▶ [What to do]
Within the material below, transcribe exactly the lines from the one holding "ArmAluOp, cpsr: bool);" through the one holding "Register, op: ArmQOp);", keeping both ends and skipping the rest.

----------------

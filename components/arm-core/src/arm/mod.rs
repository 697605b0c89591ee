// Unless otherwise noted, this file is released and thus subject to the
// terms of the Mozilla Public License Version 2.0 (MPL2). Also, it is
// "Incompatible With Secondary Licenses", as defined by the MPL2.
// If a copy of the MPL2 was not distributed with this file, you can
// obtain one at https://mozilla.org/MPL/2.0/.

pub use decode::ArmInst;
use decode::{
    ArmAluOp, ArmAluShift, ArmLdmStmConfig, ArmLdrStrConfig, ArmLdrStrOperandKind, ArmMulOp,
    ArmOperandKind, ArmQOp, ArmShMulOp, ArmSignedOperandKind,
};

use crate::{
    interface::{Bus, Model, SysWrapper},
    memory::RelativeOffset,
    state::Register,
};

mod decode;
mod execute;

pub type ArmHandler<S> = fn(&mut SysWrapper<S>, ArmInst);
pub type ArmLut<S> = [ArmHandler<S>; 4096];

pub(crate) const fn make_lut<S: Bus>() -> ArmLut<S> {
    decode::get_lut_table::<SysWrapper<S>>()
}

/// Everything the ARM instruction set can do, split from how it is
/// encoded. The interpreter implements this once per bus.
pub(crate) trait ArmVisitor {
    const IS_V5: bool;
    const MODEL: Model;

    fn arm_unknown_opcode(&mut self, inst: ArmInst);
    fn arm_swi(&mut self);
    fn arm_hint(&mut self, ty: u32);

    fn arm_b(&mut self, offset: RelativeOffset);
    fn arm_bl(&mut self, offset: RelativeOffset);
    fn arm_bx(&mut self, n: Register);
    fn arm_blx(&mut self, src: ArmSignedOperandKind);

    #[allow(clippy::too_many_arguments)]
    fn arm_alu_reg(
        &mut self,
        n: Register,
        d: Register,
        m: Register,
        op: ArmAluOp,
        shift_kind: ArmAluShift,
        shift_operand: ArmOperandKind,
        cpsr: bool,
    );
    fn arm_alu_imm(&mut self, n: Register, d: Register, imm: u32, ror_by: u32, op: ArmAluOp, cpsr: bool);

    #[allow(clippy::too_many_arguments)]
    fn arm_mul(
        &mut self,
        n: Register,
        s: Register,
        d: Register,
        m: Register,
        op: ArmMulOp,
        cpsr: bool,
    );
    #[allow(clippy::too_many_arguments)]
    fn arm_sh_mul(
        &mut self,
        n: Register,
        s: Register,
        d: Register,
        m: Register,
        op: ArmShMulOp,
        x_top: bool,
        y_top: bool,
    );

    fn arm_clz(&mut self, m: Register, d: Register);
    fn arm_q(&mut self, n: Register, m: Register, d: Register, op: ArmQOp);

    fn arm_msr(&mut self, src: ArmOperandKind, fsxc: u32, spsr: bool);
    fn arm_mrs(&mut self, d: Register, spsr: bool);

    fn arm_ldrstr(
        &mut self,
        n: Register,
        d: Register,
        offset: ArmLdrStrOperandKind,
        config: ArmLdrStrConfig,
    );
    fn arm_ldmstm(&mut self, n: Register, rlist: u16, force_user: bool, config: ArmLdmStmConfig);
    fn arm_swp(&mut self, n: Register, d: Register, m: Register, word: bool);

    #[allow(clippy::too_many_arguments)]
    fn arm_mrc(&mut self, opc: u32, cn: u32, cm: u32, cp: u32, pn: u32, rd: Register);
    #[allow(clippy::too_many_arguments)]
    fn arm_mcr(&mut self, opc: u32, cn: u32, cm: u32, cp: u32, pn: u32, rd: Register);
}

----------------

▶ [Response to the task]
    fn arm_alu_imm(&mut self, n: Register, d: Register, imm: u32, ror_by: u32, op: ArmAluOp, cpsr: bool);

    #[allow(clippy::too_many_arguments)]
    fn arm_mul(
        &mut self,
        n: Register,
        s: Register,
        d: Register,
        m: Register,
        op: ArmMulOp,
        cpsr: bool,
    );
    #[allow(clippy::too_many_arguments)]
    fn arm_sh_mul(
        &mut self,
        n: Register,
        s: Register,
        d: Register,
        m: Register,
        op: ArmShMulOp,
        x_top: bool,
        y_top: bool,
    );

    fn arm_clz(&mut self, m: Register, d: Register);
    fn arm_q(&mut self, n: Register, m: Register, d: Register, op: ArmQOp);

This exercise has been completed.